The good news is the list of prudent behavior to adopt is long, and it’s growing as we (here at PeakProsperity.com and related sites) work together to identify those with the most promise. 

This is by no means an exhaustive account, and I look forward to active discussion and additions in the Comments section below:

1. Live below your means  Rather than pride yourself on what you purchase, pride yourself on what you don’t. 

That doesn’t mean you must live miserly or live in poverty. Learn the peace of mind that comes from knowing you can afford the things you do buy, and the confidence that comes from growing your savings. (Frugality is the #1 quality that all self-made millionaires share)

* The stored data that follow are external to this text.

//! Condition Evaluator: resolves operands via the Reference Resolver and
//! applies one of 14 operators; AND-combines a block's guard conditions.

use regex::Regex;
use serde_json::Value;

use crate::context::WorkflowContext;
use crate::error::{WorkflowError, WorkflowResult};
use crate::model::{Condition, ConditionOperator};
use crate::resolver::resolve_value;

/// Returns `true` if `conditions` is empty/`None`; otherwise ANDs every
/// individual evaluation.
pub fn evaluate_all(conditions: &[Condition], ctx: &WorkflowContext) -> WorkflowResult<bool> {
    for condition in conditions {
        if !evaluate(condition, ctx)? {
            return Ok(false);
        }
    }
    Ok(true)
}

pub fn evaluate(condition: &Condition, ctx: &WorkflowContext) -> WorkflowResult<bool> {
    let left = resolve_value(&condition.left, ctx);
    let right = resolve_value(&condition.right, ctx);
    apply(condition.operator, &left, &right)
}

fn apply(op: ConditionOperator, left: &Value, right: &Value) -> WorkflowResult<bool> {
    use ConditionOperator::*;
    Ok(match op {
        Eq => loose_eq(left, right),
        Ne => !loose_eq(left, right),
        Lt => compare(left, right) == Some(std::cmp::Ordering::Less),
        Gt => compare(left, right) == Some(std::cmp::Ordering::Greater),
        Le => matches!(compare(left, right), Some(std::cmp::Ordering::Less | std::cmp::Ordering::Equal)),
        Ge => matches!(compare(left, right), Some(std::cmp::Ordering::Greater | std::cmp::Ordering::Equal)),
        Contains => contains(left, right),
        StartsWith => match (left.as_str(), right.as_str()) {
            (Some(l), Some(r)) => l.starts_with(r),
            _ => false,
        },
        EndsWith => match (left.as_str(), right.as_str()) {
            (Some(l), Some(r)) => l.ends_with(r),
            _ => false,
        },
        In => in_op(left, right),
        IsEmpty => is_empty(left),
        IsFalsy => is_falsy(left),
        IsNull => left.is_null(),
        Regex => {
            let Some(pattern) = right.as_str() else { return Ok(false) };
            match Regex::new(pattern) {
                Ok(re) => re.is_match(&to_display_string(left)),
                Err(_) => false,
            }
        }
    })
}

/// Loose equality: if either side is null/undefined both must be; otherwise
/// compare via `String(left) === String(right)`.
fn loose_eq(left: &Value, right: &Value) -> bool {
    if left.is_null() || right.is_null() {
        return left.is_null() && right.is_null();
    }
    to_display_string(left) == to_display_string(right)
}

/// Numeric if both operands coerce cleanly (real JSON numbers, or strings
/// that parse as `f64`); otherwise falls back to string comparison.
fn compare(left: &Value, right: &Value) -> Option<std::cmp::Ordering> {
    let left_num = left.as_f64().or_else(|| left.as_str().and_then(|s| s.parse::<f64>().ok()));
    let right_num = right.as_f64().or_else(|| right.as_str().and_then(|s| s.parse::<f64>().ok()));
    match (left_num, right_num) {
        (Some(l), Some(r)) => l.partial_cmp(&r),
        _ => {
            let l = to_display_string(left);
            let r = to_display_string(right);
            Some(l.cmp(&r))
        }
    }
}

fn contains(left: &Value, right: &Value) -> bool {
    match left {
        Value::String(s) => match right.as_str() {
            Some(needle) => s.contains(needle),
            None => false,
        },
        Value::Array(arr) => arr.iter().any(|v| loose_eq(v, right)),
        // Mapping-type left operands: undefined in spec §9; we define it as
        // key membership rather than silently returning false.
        Value::Object(map) => match right.as_str() {
            Some(key) => map.contains_key(key),
            None => false,
        },
        _ => false,
    }
}

fn in_op(left: &Value, right: &Value) -> bool {
    match right {
        Value::Array(arr) => arr.iter().any(|v| loose_eq(v, left)),
        Value::String(s) => s.split(',').map(|p| p.trim()).any(|p| p == to_display_string(left)),
        _ => false,
    }
}

fn is_empty(value: &Value) -> bool {
    match value {
        Value::Null => true,
        Value::String(s) => s.is_empty(),
        Value::Array(arr) => arr.is_empty(),
        Value::Object(map) => map.is_empty(),
        _ => false,
    }
}

fn is_falsy(value: &Value) -> bool {
    match value {
        Value::Null => true,
        Value::Bool(b) => !b,
        Value::Number(n) => n.as_f64().map(|f| f == 0.0).unwrap_or(false),
        Value::String(s) => s.is_empty(),
        Value::Array(arr) => arr.is_empty(),
        Value::Object(map) => map.is_empty(),
    }
}

fn to_display_string(value: &Value) -> String {
    match value {
        Value::String(s) => s.clone(),
        Value::Null => String::new(),
        other => other.to_string(),
    }
}

/// Reject conditions whose operator is unknown at validation time. Because
/// `ConditionOperator` is a closed enum, any deserialized `Condition` has a
/// valid operator by construction; this exists for symmetry with the
/// "unknown operators fail loudly" rule when conditions arrive as raw JSON.
pub fn validate_operator_name(name: &str) -> WorkflowResult<ConditionOperator> {
    use ConditionOperator::*;
    Ok(match name {
        "==" => Eq,
        "!=" => Ne,
        "<" => Lt,
        ">" => Gt,
        "<=" => Le,
        ">=" => Ge,
        "contains" => Contains,
        "startsWith" => StartsWith,
        "endsWith" => EndsWith,
        "in" => In,
        "isEmpty" => IsEmpty,
        "isFalsy" => IsFalsy,
        "isNull" => IsNull,
        "regex" => Regex,
        other => return Err(WorkflowError::Validation(format!("unknown condition operator: {other}"))),
    })
}

#[cfg(test)]
mod tests {
    use super::*;
    use crate::context::RunMeta;
    use serde_json::json;

    fn ctx() -> WorkflowContext {
        WorkflowContext::new(RunMeta::default(), Default::default(), Default::default(), Default::default())
    }

    #[test]
    fn empty_conditions_are_true() {
        assert!(evaluate_all(&[], &ctx()).unwrap());
    }

    #[test]
    fn numeric_comparison() {
        let c = Condition { left: json!(5), operator: ConditionOperator::Gt, right: json!(3) };
        assert!(evaluate(&c, &ctx()).unwrap());
    }

    #[test]
    fn numeric_comparison_on_string_operands() {
        let c = Condition { left: json!("10"), operator: ConditionOperator::Gt, right: json!("9") };
        assert!(evaluate(&c, &ctx()).unwrap(), "\"10\" > \"9\" should compare numerically, not lexically");
    }

    #[test]
    fn is_empty_variants() {
        assert!(is_empty(&Value::Null));
        assert!(is_empty(&json!([])));
        assert!(is_empty(&json!({})));
        assert!(!is_empty(&json!([1])));
    }

    #[test]
    fn regex_compile_failure_is_false_not_error() {
        let c = Condition { left: json!("abc"), operator: ConditionOperator::Regex, right: json!("(") };
        assert!(!evaluate(&c, &ctx()).unwrap());
    }

    #[test]
    fn in_operator_with_comma_string() {
        let c = Condition { left: json!("b"), operator: ConditionOperator::In, right: json!("a, b, c") };
        assert!(evaluate(&c, &ctx()).unwrap());
    }
}
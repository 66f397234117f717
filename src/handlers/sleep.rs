//! `sleep` handler: pauses for a bounded duration.

use async_trait::async_trait;
use std::time::Duration;

use crate::context::WorkflowContext;
use crate::error::WorkflowResult;
use crate::model::Block;
use crate::registry::{BlockHandler, BlockResult};

/// Hard ceiling on a single `sleep` block, independent of the run's overall
/// time budget.
const MAX_SLEEP_MS: u64 = 60_000;

pub struct SleepHandler;

#[async_trait]
impl BlockHandler for SleepHandler {
    async fn execute(&self, block: &Block, _ctx: &mut WorkflowContext) -> WorkflowResult<BlockResult> {
        let requested = block.logic.get("sleep_duration_ms").and_then(|v| v.as_u64()).unwrap_or(0);
        let duration_ms = requested.min(MAX_SLEEP_MS);
        tokio::time::sleep(Duration::from_millis(duration_ms)).await;
        Ok(BlockResult::default())
    }
}
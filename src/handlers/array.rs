//! `array` handler: deterministic sequence transforms (filter, map, sort, ...).

use async_trait::async_trait;
use serde_json::Value;

use crate::condition::evaluate;
use crate::context::WorkflowContext;
use crate::error::{WorkflowError, WorkflowResult};
use crate::handlers::{bind_value_key, operations_of};
use crate::model::{Block, Condition, ConditionOperator};
use crate::registry::{BlockHandler, BlockResult};
use crate::resolver::resolve_value;

pub struct ArrayHandler;

fn apply_op(op: &Value, ctx: &WorkflowContext, current: &[Value]) -> WorkflowResult<Vec<Value>> {
    let kind = op.get("op").and_then(|v| v.as_str()).unwrap_or("filter");
    Ok(match kind {
        "filter" => {
            let field = op.get("field").and_then(|v| v.as_str());
            let expected = op.get("value").cloned().unwrap_or(Value::Null);
            current
                .iter()
                .filter(|item| {
                    let actual = match field {
                        Some(f) => item.get(f).cloned().unwrap_or(Value::Null),
                        None => (*item).clone(),
                    };
                    let condition = Condition { left: actual, operator: ConditionOperator::Eq, right: expected.clone() };
                    evaluate(&condition, ctx).unwrap_or(false)
                })
                .cloned()
                .collect()
        }
        "map" => {
            let field = op.get("field").and_then(|v| v.as_str());
            match field {
                Some(f) => current.iter().map(|item| item.get(f).cloned().unwrap_or(Value::Null)).collect(),
                None => current.to_vec(),
            }
        }
        "sort" => {
            let field = op.get("field").and_then(|v| v.as_str()).map(str::to_string);
            let descending = op.get("descending").and_then(|v| v.as_bool()).unwrap_or(false);
            let mut sorted = current.to_vec();
            sorted.sort_by(|a, b| {
                let av = field.as_deref().map(|f| a.get(f).cloned().unwrap_or(Value::Null)).unwrap_or_else(|| a.clone());
                let bv = field.as_deref().map(|f| b.get(f).cloned().unwrap_or(Value::Null)).unwrap_or_else(|| b.clone());
                let ord = av.as_f64().zip(bv.as_f64()).map(|(x, y)| x.partial_cmp(&y).unwrap_or(std::cmp::Ordering::Equal))
                    .unwrap_or_else(|| av.to_string().cmp(&bv.to_string()));
                if descending { ord.reverse() } else { ord }
            });
            sorted
        }
        "reverse" => current.iter().rev().cloned().collect(),
        "unique" => {
            let mut seen = Vec::new();
            for item in current {
                if !seen.contains(item) {
                    seen.push(item.clone());
                }
            }
            seen
        }
        "slice" => {
            let start = op.get("start").and_then(|v| v.as_u64()).unwrap_or(0) as usize;
            let end = op.get("end").and_then(|v| v.as_u64()).map(|v| v as usize).unwrap_or(current.len());
            current.get(start..end.min(current.len()).max(start)).unwrap_or(&[]).to_vec()
        }
        other => return Err(WorkflowError::Validation(format!("unknown array operation: {other}"))),
    })
}

#[async_trait]
impl BlockHandler for ArrayHandler {
    async fn execute(&self, block: &Block, ctx: &mut WorkflowContext) -> WorkflowResult<BlockResult> {
        let ops = operations_of(block, "array");
        let input = block.logic.get("array_input").map(|v| resolve_value(v, ctx)).unwrap_or(Value::Array(Vec::new()));
        let mut current: Vec<Value> = input.as_array().cloned().unwrap_or_default();
        for op in &ops {
            current = apply_op(op, ctx, &current)?;
        }
        let mut result = BlockResult::default();
        if let Some(bind) = bind_value_key(block, "array") {
            result = result.with_state(bind, Value::Array(current));
        }
        Ok(result)
    }
}
#[cfg(test)]
mod tests {
    use super::*;

    #[test]
    fn diff_tracks_additions_changes_and_deletions() {
        let before: Map<String, Value> = serde_json::from_value(serde_json::json!({"a": 5, "b": 7})).unwrap();
        let after: Map<String, Value> = serde_json::from_value(serde_json::json!({"a": 6})).unwrap();
        let delta = diff_state(&before, &after);
        assert_eq!(delta.get("a"), Some(&Value::from(6)));
        assert_eq!(delta.get("b"), Some(&Value::Null));
    }

    #[test]
    fn strip_types_removes_simple_annotations() {
        let stripped = strip_types("function f(x: number): number { return x; }");
        assert!(!stripped.contains(": number"));
    }

    /// Bracket-notation property lookup (`globalThis[name]`) bypasses the
    /// static denylist's `global-access` rule, which only matches dotted
    /// `globalThis.` access. The runtime-level removal of `eval`/`Function`
    /// is the layer that actually stops this, per the spec's "both layers"
    /// requirement.
    #[tokio::test]
    async fn eval_and_function_constructor_are_disabled_even_via_indirection() {
        use crate::context::{RunMeta, WorkflowContext};

        let sandbox = Sandbox::new(reqwest::Client::new());
        let ctx = WorkflowContext::new(RunMeta::default(), Default::default(), Default::default(), Default::default());
        let source = "const name = 'ev' + 'al'; return typeof globalThis[name];";
        let outcome = sandbox
            .execute(source, CodeLanguage::Script, 1_000, Some("result".to_string()), &ctx)
            .await
            .unwrap();
        assert_eq!(outcome.state_delta.get("result"), Some(&Value::String("undefined".to_string())));
    }
}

2. Buy quality and maintain it  When you do purchase something, buy for utility and longevity. 

“Cry once” is a good motto: in other words, pay a premium if necessary to get what will meet your needs best over the longest time horizon (versus “crying often” and spending more $$ over the long run because you bought an inferior product that needed chronic repairs or replacement). Take good care of what you do buy to ensure it will be there as you need it when you need it.

3. Take control of your income – Avoid being a wage slave for your entire life. 

There are innumerable reasons why your situation with your employer can change faster and more drastically than you think. Cultivate an income you “own”, either full-time or on the side, so that you aren’t left 100% vulnerable to a sudden change in employment. (I realize this is easier said then done, but it is doable by just about everybody. We have a guide we’ll publish on this subject within the next few weeks.)

4. Cultivate resiliency – Invest in your skills, your homestead, your health, and your community. 

These will all serve you well as economic growth slows further due to reasons outlined in the Crash Course (http://www.peakprosperity.com/crashcourse) and for the skeptics, these are solid investments no matter which way the economy turns. For those new to resiliency, our What Should I Do? Guide is a useful resource to start with: http://www.peakprosperity.com/page/what-should-i-do

5. Simplify  Learn that less is more. 

Fewer things to deal with frees you up to focus more on those that matter most. In addition to being a good philosophy to live by, it also reduces the number of things to pay for and the number of things to be taxed on. Both of which leave more money in your pocket.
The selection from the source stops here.